*** Material for the task ***

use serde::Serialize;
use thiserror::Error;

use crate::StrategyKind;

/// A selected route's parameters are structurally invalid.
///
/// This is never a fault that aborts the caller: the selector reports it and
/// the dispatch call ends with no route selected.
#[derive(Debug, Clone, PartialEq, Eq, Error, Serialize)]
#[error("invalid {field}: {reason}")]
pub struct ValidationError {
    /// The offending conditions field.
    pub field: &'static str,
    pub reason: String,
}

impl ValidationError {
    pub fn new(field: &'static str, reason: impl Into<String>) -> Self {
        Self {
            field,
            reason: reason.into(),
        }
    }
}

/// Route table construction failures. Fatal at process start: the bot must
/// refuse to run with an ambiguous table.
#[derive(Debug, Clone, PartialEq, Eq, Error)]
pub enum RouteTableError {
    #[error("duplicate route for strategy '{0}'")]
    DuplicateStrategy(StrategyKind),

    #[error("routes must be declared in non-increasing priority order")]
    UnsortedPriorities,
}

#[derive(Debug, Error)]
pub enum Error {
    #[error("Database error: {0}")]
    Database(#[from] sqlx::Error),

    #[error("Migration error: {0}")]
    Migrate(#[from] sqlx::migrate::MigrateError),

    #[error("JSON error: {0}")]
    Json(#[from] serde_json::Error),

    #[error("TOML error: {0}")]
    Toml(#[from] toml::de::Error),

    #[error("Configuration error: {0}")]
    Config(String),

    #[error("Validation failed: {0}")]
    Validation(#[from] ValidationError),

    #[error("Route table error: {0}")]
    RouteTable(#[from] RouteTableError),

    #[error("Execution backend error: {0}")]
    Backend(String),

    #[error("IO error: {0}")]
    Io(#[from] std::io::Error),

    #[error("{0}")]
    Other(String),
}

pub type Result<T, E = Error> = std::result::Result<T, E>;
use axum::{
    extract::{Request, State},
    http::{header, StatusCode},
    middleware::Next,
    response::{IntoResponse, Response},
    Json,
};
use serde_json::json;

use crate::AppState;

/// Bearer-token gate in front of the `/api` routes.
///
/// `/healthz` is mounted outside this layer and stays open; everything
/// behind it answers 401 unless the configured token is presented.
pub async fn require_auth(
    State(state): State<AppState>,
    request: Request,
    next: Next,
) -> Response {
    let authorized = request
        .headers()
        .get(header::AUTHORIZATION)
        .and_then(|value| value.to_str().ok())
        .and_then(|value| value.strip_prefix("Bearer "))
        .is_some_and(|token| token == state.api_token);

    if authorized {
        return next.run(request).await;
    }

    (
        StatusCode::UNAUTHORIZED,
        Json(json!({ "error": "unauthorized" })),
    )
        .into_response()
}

*** End of Material for the task ***

▶ _Exercise_: Stop at the line containing "pub enum RouteTableError". Please print exactly every line before it from the start of the records, plus that line itself, and nothing else.

▶ _The completed task_:
use serde::Serialize;
use thiserror::Error;

use crate::StrategyKind;

/// A selected route's parameters are structurally invalid.
///
/// This is never a fault that aborts the caller: the selector reports it and
/// the dispatch call ends with no route selected.
#[derive(Debug, Clone, PartialEq, Eq, Error, Serialize)]
#[error("invalid {field}: {reason}")]
pub struct ValidationError {
    /// The offending conditions field.
    pub field: &'static str,
    pub reason: String,
}

impl ValidationError {
    pub fn new(field: &'static str, reason: impl Into<String>) -> Self {
        Self {
            field,
            reason: reason.into(),
        }
    }
}

/// Route table construction failures. Fatal at process start: the bot must
/// refuse to run with an ambiguous table.
#[derive(Debug, Clone, PartialEq, Eq, Error)]
pub enum RouteTableError {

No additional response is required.